Eric Nelson, in his very intriguing but incomplete treatment of “political Hebraism” in early modern political thought, puts more theological meat on Locke’s bones:
Where God is not the civil sovereign, Locke argues, the number of religious matters worthy of legislation is vanishingly small, confined to “civil concernments” understood quite narrowly…
But [Locke] does nonetheless explicitly defend the legitimacy and importance of the national church, and he also retains the two most basic Erastian convictions: that all binding religious law can only be civil law, and that the civil sovereign should only make religious laws that are politically necessary (but must make those). Locke certainly regards far fewer religious laws as politically necessary than many of his predecessors, but the reasoning is the same….
Locke’s embrace of the Hebrew republic could not be more different from Spinoza’s. While Spinoza’s God is simply nature itself, and his Israel just one ancient commonwealth among many, Locke’s God is the God of both testaments, and his Israel is God’s kingdom. To put it another way, Spinoza’s politics is secular because, for him, the Biblical God does not exist; Locke’s politics is secular, because, on his account, the Biblical God who sent us into the world “by his order, and about his business” wants it that way. Both thinkers endorse toleration, but only Spinoza does so for secular reasons.
This characterization pushes back from the previous view of Locke as a pure Deist. Locke certainly was something of a Deist, but he was a Deist who could make theological arguments based upon careful exegesis of the Old and New Testament Scriptures. Let us now highlight a few of Locke’s statements about religion and the role of the Church in a commonwealth, seeking to highlight some of his basic assumptions and ask what sort of intellectual and religious framework makes sense of them.
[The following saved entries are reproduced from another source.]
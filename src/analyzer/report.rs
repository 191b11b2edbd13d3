use crate::analyzer::streak::{StreakStats, compute_streaks};
use crate::journal::model::{Category, Entry, Tag};
use crate::refine::generate_quote;
use anyhow::{Context, Result};
use chrono::{NaiveDate, SecondsFormat, Utc};
use rand::Rng;
use serde::{Deserialize, Serialize};
use std::collections::BTreeMap;
use std::fs;
use std::path::{Path, PathBuf};

#[derive(Debug, Clone, PartialEq, Serialize, Deserialize)]
pub struct JournalSummary {
    pub date: String,
    pub generated_at: String,
    pub total_entries: usize,
    pub synthetic_entries: usize,
    pub categories: BTreeMap<Category, usize>,
    pub tags: BTreeMap<Tag, usize>,
    pub streaks: StreakStats,
    pub last_entry: Option<String>,
    pub quote: Option<String>,
}

#[derive(Debug)]
pub struct SavedSummary {
    pub markdown_path: PathBuf,
    pub json_path: PathBuf,
}

pub fn build_summary<R: Rng>(
    entries: &[Entry],
    day_keys: &[String],
    today: NaiveDate,
    rng: &mut R,
) -> JournalSummary {
    let mut categories = Category::ALL
        .into_iter()
        .map(|category| (category, 0_usize))
        .collect::<BTreeMap<_, _>>();
    entries
        .iter()
        .for_each(|entry| *categories.entry(entry.category).or_default() += 1);

    let tags = entries
        .iter()
        .flat_map(|entry| entry.tag_list().iter().copied())
        .fold(BTreeMap::new(), |mut acc, tag| {
            *acc.entry(tag).or_insert(0_usize) += 1;
            acc
        });

    let last = entries.last();

    JournalSummary {
        date: today.format("%Y-%m-%d").to_string(),
        generated_at: Utc::now().to_rfc3339_opts(SecondsFormat::Secs, true),
        total_entries: entries.len(),
        synthetic_entries: entries.iter().filter(|entry| entry.synthetic()).count(),
        categories,
        tags,
        streaks: compute_streaks(day_keys, today),
        last_entry: last.map(|entry| entry.title.clone()),
        quote: last.map(|entry| generate_quote(&entry.content, rng)),
    }
}

pub fn render_markdown(summary: &JournalSummary) -> String {
    let category_rows = summary
        .categories
        .iter()
        .map(|(category, count)| {
            format!(
                "| {} | {} | {:.0}% |",
                category,
                count,
                ratio(*count, summary.total_entries)
            )
        })
        .collect::<Vec<_>>()
        .join("\n");

    let tag_rows = if summary.tags.is_empty() {
        "- No tags yet".to_string()
    } else {
        summary
            .tags
            .iter()
            .map(|(tag, count)| format!("- {tag}: {count}"))
            .collect::<Vec<_>>()
            .join("\n")
    };

    let quote = summary
        .quote
        .as_deref()
        .map(|quote| format!("> {quote}"))
        .unwrap_or_else(|| "> Your tome awaits its first dream.".to_string());

    format!(
        "# Dream Reflections - {}\n\n## Summary\n- Dreams recorded: {}\n- Demo dreams: {}\n- Most recent: {}\n\n## Streaks\n- Current streak: {}\n- Longest streak: {}\n- Days with dreams: {}\n\n## Dreams by Category\n| Category | Dreams | Ratio |\n|----------|--------|-------|\n{}\n\n## Tags\n{}\n\n## Reflection\n{}\n",
        summary.date,
        summary.total_entries,
        summary.synthetic_entries,
        summary.last_entry.as_deref().unwrap_or("None"),
        format_days(summary.streaks.current),
        format_days(summary.streaks.longest),
        summary.streaks.total,
        category_rows,
        tag_rows,
        quote
    )
}

pub fn save_summary_files(summary: &JournalSummary, dir: &Path) -> Result<SavedSummary> {
    fs::create_dir_all(dir)
        .with_context(|| format!("Failed to create export directory: {}", dir.display()))?;

    let stem = format!("reflections-{}", summary.date);
    let markdown_path = dir.join(format!("{stem}.md"));
    let json_path = dir.join(format!("{stem}.json"));

    fs::write(&markdown_path, render_markdown(summary)).with_context(|| {
        format!(
            "Failed to write Markdown summary: {}",
            markdown_path.display()
        )
    })?;

    let json_content =
        serde_json::to_string_pretty(summary).context("Failed to serialize summary JSON")?;
    fs::write(&json_path, json_content)
        .with_context(|| format!("Failed to write JSON summary: {}", json_path.display()))?;

    Ok(SavedSummary {
        markdown_path,
        json_path,
    })
}

fn ratio(count: usize, total: usize) -> f64 {
    if total == 0 {
        0.0
    } else {
        (count as f64 / total as f64) * 100.0
    }
}

fn format_days(days: u32) -> String {
    if days == 1 {
        "1 day".to_string()
    } else {
        format!("{days} days")
    }
}

#[cfg(test)]
mod tests {
    use super::{build_summary, render_markdown, save_summary_files};
    use crate::journal::model::{Category, Entry, Tag};
    use chrono::{NaiveDate, TimeZone, Utc};
    use rand::SeedableRng;
    use rand::rngs::StdRng;

    fn entry(id: &str, category: Category, tags: Option<Vec<Tag>>, synthetic: bool) -> Entry {
        Entry {
            id: id.to_string(),
            title: format!("Dream {id}"),
            content: "I could fly over the sea".to_string(),
            original_content: None,
            created_at: Utc.with_ymd_and_hms(2024, 1, 3, 6, 0, 0).unwrap(),
            category,
            tags,
            is_synthetic: synthetic.then_some(true),
        }
    }

    #[test]
    fn summary_counts_categories_tags_and_streaks() {
        let entries = vec![
            entry("1", Category::Epic, Some(vec![Tag::Lucid, Tag::Recurring]), false),
            entry("2", Category::Epic, Some(vec![Tag::Lucid]), false),
            entry("3", Category::Nightmare, None, true),
        ];
        let day_keys = vec!["2024-01-02".to_string(), "2024-01-03".to_string()];
        let today = NaiveDate::from_ymd_opt(2024, 1, 3).unwrap();

        let summary = build_summary(&entries, &day_keys, today, &mut StdRng::seed_from_u64(1));

        assert_eq!(summary.total_entries, 3);
        assert_eq!(summary.synthetic_entries, 1);
        assert_eq!(summary.categories.len(), 4);
        assert_eq!(summary.categories[&Category::Epic], 2);
        assert_eq!(summary.categories[&Category::Serene], 0);
        assert_eq!(summary.tags[&Tag::Lucid], 2);
        assert!(!summary.tags.contains_key(&Tag::Prophetic));
        assert_eq!(summary.streaks.current, 2);
        assert_eq!(summary.last_entry.as_deref(), Some("Dream 3"));
        assert!(summary.quote.as_deref().is_some_and(|quote| quote.starts_with("In dreams, gravity")));
    }

    #[test]
    fn empty_journal_renders_placeholders() {
        let today = NaiveDate::from_ymd_opt(2024, 1, 3).unwrap();
        let summary = build_summary(&[], &[], today, &mut StdRng::seed_from_u64(1));
        let markdown = render_markdown(&summary);

        assert!(markdown.starts_with("# Dream Reflections - 2024-01-03"));
        assert!(markdown.contains("- Current streak: 0 days"));
        assert!(markdown.contains("| Strange | 0 | 0% |"));
        assert!(markdown.contains("- No tags yet"));
        assert!(markdown.contains("> Your tome awaits its first dream."));
    }

    #[test]
    fn summary_serializes_category_keys_as_names() {
        let today = NaiveDate::from_ymd_opt(2024, 1, 3).unwrap();
        let entries = vec![entry("1", Category::Serene, None, false)];
        let summary = build_summary(&entries, &[], today, &mut StdRng::seed_from_u64(1));

        let json = serde_json::to_value(&summary).expect("summary json");
        assert_eq!(json["categories"]["Serene"], 1);
        assert_eq!(json["streaks"]["longest"], 0);
    }

    #[test]
    fn saved_summary_files_are_named_by_date() {
        let dir = tempfile::tempdir().expect("temp dir");
        let today = NaiveDate::from_ymd_opt(2024, 1, 3).unwrap();
        let summary = build_summary(&[], &[], today, &mut StdRng::seed_from_u64(1));

        let saved = save_summary_files(&summary, dir.path()).expect("save summary");

        assert!(saved.markdown_path.ends_with("reflections-2024-01-03.md"));
        let json = std::fs::read_to_string(&saved.json_path).expect("read json");
        assert!(json.contains("\"total_entries\": 0"));
    }
}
All the life and power of true religion consists in the inward and full persuasion of the mind; and faith is not faith without believing. Whatever profession we make, to whatever outward worship we conform, if we are not fully satisfied in our own mind that the one is true, and the other well-pleasing unto God, such profession and such practice, far from being any furtherance, are indeed great obstacles to our salvation.
Here we see that “true religion” is primarily internal for Locke, and its essence consists of faith, that is personal belief and conviction. No external practice can take precedence over this internal character of religion.
He goes on to contrast this against the use of coercion and force:
True and saving religion consists in the inward persuasion of the mind, without which nothing can be acceptable to God. And such is the nature of the understanding, that it cannot be compelled to the belief of any thing by outward force.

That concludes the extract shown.